The elucidation of mechanisms governing nodule colonization by non-rhizobial endophytes (NREs) represents a critical frontier in understanding legume-microbe interactions (Martínez-Hidalgo and Hirsch, 2017). While immunofluorescence microscopy has confirmed the presence of non-rhizobia within nodules (Muresu et al., 2008), the intricacies of NRE entry into the symbiosome during nodule formation remain elusive. This ambiguity underscores the need for further investigation into the molecular signaling pathways facilitating NRE colonization. Ibáñez et al. (2009) and Zgadzaj et al. (2015) have observed the absence of nodC gene among cultured NRE isolates, suggesting alternative mechanisms for NRE entry that are different from those implicated in rhizobial symbiosis initiation. The absence of nod genes in NRE isolates implies a potential reliance on rhizobia-initiated infection threads or entry through root cracks (Giraud et al., 2007), necessitating comprehensive exploration of NRE nodule entry strategies.

Furthermore, recent research conducted by Brown et al. (2020) demonstrated that host genetic factors significantly influence the composition of nodule communities in the model legume Medicago truncatula. Through a common garden experiment and sequencing analyses, they revealed that while soil origin shapes rhizosphere communities, internal plant compartments—such as the root endosphere and nodules—are predominantly governed by host genetics. These insights highlight the intricate specificity of interactions between legumes and nodular endophytic bacteria, prompting exploration into the underlying mechanisms driving host selection of these bacteria across diverse environmental conditions. Additionally, the makeup of the nodular microbiota is not solely influenced by the choice of culture media but is also shaped by a range of environmental variables. Factors such as soil type, cultivation practices, and isolation techniques, including the use of wild nodules and trap plants, all play pivotal roles in determining the composition of nodular microbiota. Consequently, gaining a deeper understanding of the molecular and genetic factors that govern legume-nodular endophytic bacteria associations is crucial for comprehending their ecological importance and for devising targeted agricultural strategies.

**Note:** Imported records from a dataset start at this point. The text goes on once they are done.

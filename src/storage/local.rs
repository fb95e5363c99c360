//! Local filesystem media backend.
//!
//! Objects are stored as files under `<root>/<bucket>/<key>`, so the
//! `blog/` and `profile/` prefixes become subdirectories.
//!
//! All writes follow crash-only design: write to temp file, fsync, rename.

use bytes::Bytes;
use std::future::Future;
use std::io::Write;
use std::path::{Component, Path, PathBuf};
use std::pin::Pin;

use super::backend::MediaStore;

const TMP_DIR: &str = ".tmp";

/// Stores media on the local filesystem.
pub struct LocalMediaStore {
    /// Bucket directory; every key resolves beneath it.
    base: PathBuf,
    /// Scratch directory for atomic writes.
    tmp: PathBuf,
}

impl LocalMediaStore {
    /// Create a store rooted at `root/bucket`, creating directories as needed.
    pub fn new(root: impl Into<PathBuf>, bucket: &str) -> anyhow::Result<Self> {
        let root = root.into();
        let base = root.join(bucket);
        let tmp = root.join(TMP_DIR);
        std::fs::create_dir_all(&base)?;
        std::fs::create_dir_all(&tmp)?;
        Ok(Self { base, tmp })
    }

    /// Resolve a key to a file path, rejecting anything that could escape
    /// the bucket directory.
    fn resolve(&self, key: &str) -> anyhow::Result<PathBuf> {
        if key.is_empty() {
            anyhow::bail!("empty media key");
        }
        for component in Path::new(key).components() {
            if !matches!(component, Component::Normal(_)) {
                anyhow::bail!("Path traversal detected in media key: {key}");
            }
        }
        Ok(self.base.join(key))
    }

    fn temp_path(&self) -> PathBuf {
        self.tmp.join(format!("tmp-{}", uuid::Uuid::new_v4()))
    }

    /// Collect every file under `dir` as a key relative to the bucket.
    fn walk(&self, dir: &Path, keys: &mut Vec<String>) -> anyhow::Result<()> {
        let entries = match std::fs::read_dir(dir) {
            Ok(entries) => entries,
            Err(e) if e.kind() == std::io::ErrorKind::NotFound => return Ok(()),
            Err(e) => return Err(e.into()),
        };
        for entry in entries {
            let path = entry?.path();
            if path.is_dir() {
                self.walk(&path, keys)?;
            } else if let Ok(rel) = path.strip_prefix(&self.base) {
                let key = rel
                    .components()
                    .map(|c| c.as_os_str().to_string_lossy())
                    .collect::<Vec<_>>()
                    .join("/");
                keys.push(key);
            }
        }
        Ok(())
    }
}

impl MediaStore for LocalMediaStore {
    fn put(
        &self,
        key: &str,
        data: Bytes,
    ) -> Pin<Box<dyn Future<Output = anyhow::Result<u64>> + Send + '_>> {
        let key = key.to_string();
        Box::pin(async move {
            let final_path = self.resolve(&key)?;
            if let Some(parent) = final_path.parent() {
                std::fs::create_dir_all(parent)?;
            }

            // Crash-only: temp-fsync-rename pattern.
            let tmp_path = self.temp_path();
            let mut file = std::fs::File::create(&tmp_path)?;
            file.write_all(&data)?;
            file.sync_all()?;
            std::fs::rename(&tmp_path, &final_path)?;

            Ok(data.len() as u64)
        })
    }

    fn remove(&self, key: &str) -> Pin<Box<dyn Future<Output = anyhow::Result<()>> + Send + '_>> {
        let key = key.to_string();
        Box::pin(async move {
            let path = self.resolve(&key)?;
            match std::fs::remove_file(&path) {
                Ok(()) => Ok(()),
                Err(e) if e.kind() == std::io::ErrorKind::NotFound => Ok(()),
                Err(e) => Err(e.into()),
            }
        })
    }

    fn exists(
        &self,
        key: &str,
    ) -> Pin<Box<dyn Future<Output = anyhow::Result<bool>> + Send + '_>> {
        let key = key.to_string();
        Box::pin(async move {
            let path = self.resolve(&key)?;
            Ok(path.is_file())
        })
    }

    fn list(
        &self,
        prefix: &str,
    ) -> Pin<Box<dyn Future<Output = anyhow::Result<Vec<String>>> + Send + '_>> {
        let prefix = prefix.to_string();
        Box::pin(async move {
            let mut keys = Vec::new();
            self.walk(&self.base, &mut keys)?;
            keys.retain(|k| k.starts_with(&prefix));
            keys.sort();
            Ok(keys)
        })
    }

    fn ping(&self) -> Pin<Box<dyn Future<Output = anyhow::Result<()>> + Send + '_>> {
        Box::pin(async move {
            if !self.base.is_dir() {
                anyhow::bail!("media directory {} is missing", self.base.display());
            }
            Ok(())
        })
    }
}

In parallel, recent investigations by Tokgöz et al. (2020), have revealed the remarkable capacity of NREs to suppress plant pathogens, by discovering diverse bacteria within soybean nodules and identified several non-rhizobial isolates capable of inhibiting plant pathogens like Clavibacter michiganensis subsp. michiganensis (Cmm) and Pseudomonas syringae pv. tomato (Pst). By extratcing bacterial metabolites from selected isolates and found a Proteus species to be promising in suppressing pathogens. The findings of Tokgöz et al. (2020), not only highlight the potential of NREs in enhancing legume resilience under adverse environmental conditions but also underscore the intricate network of microbial interactions within legume nodules. This convergence of research underscores the multifaceted nature of legume-microbe associations, necessitating interdisciplinary approaches to unravel their complexities and harness their potential for sustainable agricultural practices.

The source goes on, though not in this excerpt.